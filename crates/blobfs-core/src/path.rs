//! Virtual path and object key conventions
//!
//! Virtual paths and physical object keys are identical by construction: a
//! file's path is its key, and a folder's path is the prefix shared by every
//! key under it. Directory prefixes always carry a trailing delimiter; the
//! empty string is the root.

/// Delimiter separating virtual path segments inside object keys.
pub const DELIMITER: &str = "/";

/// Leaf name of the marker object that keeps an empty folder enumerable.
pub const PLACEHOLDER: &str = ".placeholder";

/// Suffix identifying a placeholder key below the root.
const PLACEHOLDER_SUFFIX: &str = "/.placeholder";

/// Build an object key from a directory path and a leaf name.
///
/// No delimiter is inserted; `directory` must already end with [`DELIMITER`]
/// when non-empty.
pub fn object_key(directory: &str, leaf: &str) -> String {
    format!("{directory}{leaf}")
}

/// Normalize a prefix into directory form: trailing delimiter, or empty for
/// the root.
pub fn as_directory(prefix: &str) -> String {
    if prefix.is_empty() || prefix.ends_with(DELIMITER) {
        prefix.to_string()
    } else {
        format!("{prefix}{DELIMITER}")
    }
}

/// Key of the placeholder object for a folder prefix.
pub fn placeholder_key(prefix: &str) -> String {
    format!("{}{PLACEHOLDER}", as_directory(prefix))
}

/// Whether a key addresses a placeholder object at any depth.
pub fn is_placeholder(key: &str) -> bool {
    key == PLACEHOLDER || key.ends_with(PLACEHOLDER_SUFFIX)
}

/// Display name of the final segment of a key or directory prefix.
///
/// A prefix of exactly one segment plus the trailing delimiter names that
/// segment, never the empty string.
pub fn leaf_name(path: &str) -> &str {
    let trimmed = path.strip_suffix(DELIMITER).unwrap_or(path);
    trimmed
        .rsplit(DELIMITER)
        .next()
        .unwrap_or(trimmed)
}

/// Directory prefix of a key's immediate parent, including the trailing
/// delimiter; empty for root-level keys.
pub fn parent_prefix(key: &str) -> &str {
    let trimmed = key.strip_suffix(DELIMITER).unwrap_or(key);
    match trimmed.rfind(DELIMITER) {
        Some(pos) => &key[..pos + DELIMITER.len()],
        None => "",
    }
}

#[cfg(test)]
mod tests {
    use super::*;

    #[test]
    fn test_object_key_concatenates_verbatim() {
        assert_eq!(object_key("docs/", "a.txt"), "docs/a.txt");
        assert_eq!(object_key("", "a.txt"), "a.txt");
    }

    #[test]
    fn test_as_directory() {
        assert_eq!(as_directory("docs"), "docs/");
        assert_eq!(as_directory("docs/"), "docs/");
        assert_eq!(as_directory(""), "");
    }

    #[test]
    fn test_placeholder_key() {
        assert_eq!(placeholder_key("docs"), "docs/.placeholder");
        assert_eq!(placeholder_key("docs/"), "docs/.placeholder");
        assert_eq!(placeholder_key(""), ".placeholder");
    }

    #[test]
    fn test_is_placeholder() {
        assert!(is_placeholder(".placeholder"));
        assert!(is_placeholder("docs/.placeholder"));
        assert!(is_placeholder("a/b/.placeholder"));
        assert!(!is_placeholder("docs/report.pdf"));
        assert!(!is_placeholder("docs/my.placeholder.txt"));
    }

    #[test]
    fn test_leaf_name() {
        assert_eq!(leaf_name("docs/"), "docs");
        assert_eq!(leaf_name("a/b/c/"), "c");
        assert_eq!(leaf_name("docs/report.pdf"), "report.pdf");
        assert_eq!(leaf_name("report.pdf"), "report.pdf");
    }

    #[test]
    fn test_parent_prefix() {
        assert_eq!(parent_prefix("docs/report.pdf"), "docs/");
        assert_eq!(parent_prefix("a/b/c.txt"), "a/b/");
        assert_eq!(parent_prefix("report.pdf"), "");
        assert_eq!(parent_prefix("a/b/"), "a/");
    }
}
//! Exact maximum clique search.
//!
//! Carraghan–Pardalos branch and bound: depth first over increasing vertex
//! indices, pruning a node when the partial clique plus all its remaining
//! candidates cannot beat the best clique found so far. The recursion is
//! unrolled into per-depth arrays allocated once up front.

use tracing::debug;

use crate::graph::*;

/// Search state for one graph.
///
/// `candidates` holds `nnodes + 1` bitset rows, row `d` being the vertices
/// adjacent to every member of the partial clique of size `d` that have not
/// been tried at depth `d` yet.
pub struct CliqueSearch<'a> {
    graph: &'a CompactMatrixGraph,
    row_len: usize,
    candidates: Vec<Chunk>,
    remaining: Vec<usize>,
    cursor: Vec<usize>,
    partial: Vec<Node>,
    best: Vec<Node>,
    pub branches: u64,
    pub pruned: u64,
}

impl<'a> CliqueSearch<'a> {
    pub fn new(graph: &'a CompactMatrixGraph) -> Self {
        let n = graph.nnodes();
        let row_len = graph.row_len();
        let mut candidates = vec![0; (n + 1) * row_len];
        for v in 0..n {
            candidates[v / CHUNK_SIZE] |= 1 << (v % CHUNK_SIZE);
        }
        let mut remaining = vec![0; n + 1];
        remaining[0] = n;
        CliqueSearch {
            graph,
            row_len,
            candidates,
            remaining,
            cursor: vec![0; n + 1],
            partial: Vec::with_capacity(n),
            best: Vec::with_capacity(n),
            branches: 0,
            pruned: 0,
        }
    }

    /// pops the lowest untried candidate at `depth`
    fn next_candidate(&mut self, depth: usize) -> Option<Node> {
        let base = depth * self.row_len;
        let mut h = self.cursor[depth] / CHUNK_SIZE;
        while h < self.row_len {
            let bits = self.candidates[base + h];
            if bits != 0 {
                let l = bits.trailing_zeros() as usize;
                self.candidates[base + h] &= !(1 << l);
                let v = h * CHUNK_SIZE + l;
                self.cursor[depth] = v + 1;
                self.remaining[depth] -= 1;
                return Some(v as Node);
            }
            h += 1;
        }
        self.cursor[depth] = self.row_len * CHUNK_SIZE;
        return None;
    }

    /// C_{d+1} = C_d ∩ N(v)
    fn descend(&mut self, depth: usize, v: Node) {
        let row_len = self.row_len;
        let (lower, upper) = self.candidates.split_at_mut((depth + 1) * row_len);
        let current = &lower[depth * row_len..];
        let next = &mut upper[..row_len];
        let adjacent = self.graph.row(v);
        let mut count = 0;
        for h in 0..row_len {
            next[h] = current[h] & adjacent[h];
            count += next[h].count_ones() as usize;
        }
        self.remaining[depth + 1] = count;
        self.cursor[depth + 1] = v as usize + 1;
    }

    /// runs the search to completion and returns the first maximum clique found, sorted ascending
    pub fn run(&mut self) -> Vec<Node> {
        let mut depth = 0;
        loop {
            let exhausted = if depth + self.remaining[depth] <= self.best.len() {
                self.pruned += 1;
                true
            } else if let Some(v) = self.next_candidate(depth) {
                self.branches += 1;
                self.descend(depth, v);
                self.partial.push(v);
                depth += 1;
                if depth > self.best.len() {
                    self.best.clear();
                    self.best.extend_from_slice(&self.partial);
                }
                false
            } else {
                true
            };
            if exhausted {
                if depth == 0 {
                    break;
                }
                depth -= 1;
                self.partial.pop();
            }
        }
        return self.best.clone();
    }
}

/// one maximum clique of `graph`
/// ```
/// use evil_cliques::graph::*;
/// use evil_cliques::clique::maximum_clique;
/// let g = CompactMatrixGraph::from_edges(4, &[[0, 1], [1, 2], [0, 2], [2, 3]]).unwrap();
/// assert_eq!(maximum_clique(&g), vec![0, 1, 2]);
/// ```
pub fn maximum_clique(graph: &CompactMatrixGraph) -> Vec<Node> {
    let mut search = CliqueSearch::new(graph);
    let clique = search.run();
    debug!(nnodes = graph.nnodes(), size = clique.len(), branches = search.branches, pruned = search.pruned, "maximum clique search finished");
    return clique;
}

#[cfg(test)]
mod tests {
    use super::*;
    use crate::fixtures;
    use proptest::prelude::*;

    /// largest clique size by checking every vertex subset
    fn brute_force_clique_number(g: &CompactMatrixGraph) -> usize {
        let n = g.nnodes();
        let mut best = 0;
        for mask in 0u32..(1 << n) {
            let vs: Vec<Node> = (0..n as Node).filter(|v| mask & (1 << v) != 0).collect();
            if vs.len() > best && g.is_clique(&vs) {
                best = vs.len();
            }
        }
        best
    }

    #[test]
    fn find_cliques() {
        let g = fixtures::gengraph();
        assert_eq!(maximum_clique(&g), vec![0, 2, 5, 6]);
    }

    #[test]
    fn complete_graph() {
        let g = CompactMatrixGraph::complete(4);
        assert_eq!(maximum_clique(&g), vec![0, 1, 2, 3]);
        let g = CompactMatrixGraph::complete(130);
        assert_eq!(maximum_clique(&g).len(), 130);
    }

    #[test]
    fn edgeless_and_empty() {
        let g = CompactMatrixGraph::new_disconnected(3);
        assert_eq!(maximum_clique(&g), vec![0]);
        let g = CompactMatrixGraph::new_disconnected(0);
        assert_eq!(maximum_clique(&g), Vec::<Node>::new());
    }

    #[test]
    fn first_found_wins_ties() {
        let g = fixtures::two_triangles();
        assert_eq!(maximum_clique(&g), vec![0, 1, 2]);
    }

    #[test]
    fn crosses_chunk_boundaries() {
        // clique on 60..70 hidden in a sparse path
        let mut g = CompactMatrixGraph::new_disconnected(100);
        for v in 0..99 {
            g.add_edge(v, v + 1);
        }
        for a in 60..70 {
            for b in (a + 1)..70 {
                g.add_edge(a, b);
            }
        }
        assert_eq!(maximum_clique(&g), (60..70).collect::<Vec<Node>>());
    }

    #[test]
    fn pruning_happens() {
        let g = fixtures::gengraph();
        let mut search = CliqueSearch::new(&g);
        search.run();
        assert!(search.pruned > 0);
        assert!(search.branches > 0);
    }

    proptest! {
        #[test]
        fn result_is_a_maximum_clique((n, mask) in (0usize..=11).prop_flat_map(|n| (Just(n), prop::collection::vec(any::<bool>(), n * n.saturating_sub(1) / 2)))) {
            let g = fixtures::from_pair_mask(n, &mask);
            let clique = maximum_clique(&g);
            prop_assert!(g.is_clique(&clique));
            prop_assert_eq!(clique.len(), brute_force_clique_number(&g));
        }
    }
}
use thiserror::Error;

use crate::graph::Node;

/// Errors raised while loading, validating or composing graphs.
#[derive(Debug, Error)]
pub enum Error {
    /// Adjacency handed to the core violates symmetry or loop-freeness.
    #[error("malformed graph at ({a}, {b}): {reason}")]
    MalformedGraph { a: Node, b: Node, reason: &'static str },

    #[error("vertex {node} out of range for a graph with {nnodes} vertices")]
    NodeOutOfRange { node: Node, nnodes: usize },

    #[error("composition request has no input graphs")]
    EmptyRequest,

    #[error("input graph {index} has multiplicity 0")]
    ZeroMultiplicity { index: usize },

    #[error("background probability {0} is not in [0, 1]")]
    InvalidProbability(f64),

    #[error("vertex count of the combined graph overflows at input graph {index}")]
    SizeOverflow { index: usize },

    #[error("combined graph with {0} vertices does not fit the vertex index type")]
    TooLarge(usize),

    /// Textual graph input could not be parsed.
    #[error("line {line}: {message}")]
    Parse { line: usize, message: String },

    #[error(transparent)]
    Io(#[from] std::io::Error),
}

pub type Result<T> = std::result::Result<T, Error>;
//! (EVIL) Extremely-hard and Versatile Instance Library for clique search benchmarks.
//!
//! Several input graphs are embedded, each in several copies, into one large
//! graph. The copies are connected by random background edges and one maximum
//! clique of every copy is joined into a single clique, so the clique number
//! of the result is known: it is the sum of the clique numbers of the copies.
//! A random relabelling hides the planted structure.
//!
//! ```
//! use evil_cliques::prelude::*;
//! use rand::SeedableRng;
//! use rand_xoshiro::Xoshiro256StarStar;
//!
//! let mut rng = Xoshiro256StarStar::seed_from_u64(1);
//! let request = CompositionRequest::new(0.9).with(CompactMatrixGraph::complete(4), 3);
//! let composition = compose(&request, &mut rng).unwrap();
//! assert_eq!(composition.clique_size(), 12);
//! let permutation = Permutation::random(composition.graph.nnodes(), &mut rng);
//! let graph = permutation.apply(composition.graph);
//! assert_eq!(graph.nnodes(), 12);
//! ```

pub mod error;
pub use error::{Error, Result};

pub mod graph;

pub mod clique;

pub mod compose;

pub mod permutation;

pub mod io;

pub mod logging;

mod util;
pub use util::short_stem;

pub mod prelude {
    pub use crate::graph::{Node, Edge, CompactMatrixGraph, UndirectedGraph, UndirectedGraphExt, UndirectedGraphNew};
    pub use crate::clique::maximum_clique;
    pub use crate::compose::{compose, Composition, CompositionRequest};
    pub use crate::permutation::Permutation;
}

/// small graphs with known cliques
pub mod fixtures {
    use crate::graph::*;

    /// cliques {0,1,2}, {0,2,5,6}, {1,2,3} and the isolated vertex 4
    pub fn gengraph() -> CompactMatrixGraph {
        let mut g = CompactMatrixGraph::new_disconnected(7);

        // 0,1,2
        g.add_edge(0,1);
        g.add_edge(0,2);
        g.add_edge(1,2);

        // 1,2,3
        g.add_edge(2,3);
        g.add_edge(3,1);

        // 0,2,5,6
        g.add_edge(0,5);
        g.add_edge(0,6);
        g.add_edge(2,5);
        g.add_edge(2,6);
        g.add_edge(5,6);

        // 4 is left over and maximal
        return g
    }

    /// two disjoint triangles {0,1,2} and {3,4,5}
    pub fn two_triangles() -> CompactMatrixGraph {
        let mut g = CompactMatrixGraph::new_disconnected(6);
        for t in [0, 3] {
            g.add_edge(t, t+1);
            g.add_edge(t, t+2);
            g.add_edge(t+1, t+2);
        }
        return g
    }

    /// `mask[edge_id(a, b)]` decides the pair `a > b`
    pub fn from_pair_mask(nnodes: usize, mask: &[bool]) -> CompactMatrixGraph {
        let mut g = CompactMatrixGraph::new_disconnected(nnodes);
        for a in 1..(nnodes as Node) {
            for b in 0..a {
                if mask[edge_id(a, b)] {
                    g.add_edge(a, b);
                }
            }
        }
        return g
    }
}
----
**TASK DETAILS**. In your answer, include only the lines above starting at the line that holds "let mut g = CompactMatrixGraph::new_disconnected(6);" and ending at the line that holds "decides the pair", copied exactly.

**EXERCISE ANSWER**.
        let mut g = CompactMatrixGraph::new_disconnected(6);
        for t in [0, 3] {
            g.add_edge(t, t+1);
            g.add_edge(t, t+2);
            g.add_edge(t+1, t+2);
        }
        return g
    }

    /// `mask[edge_id(a, b)]` decides the pair `a > b`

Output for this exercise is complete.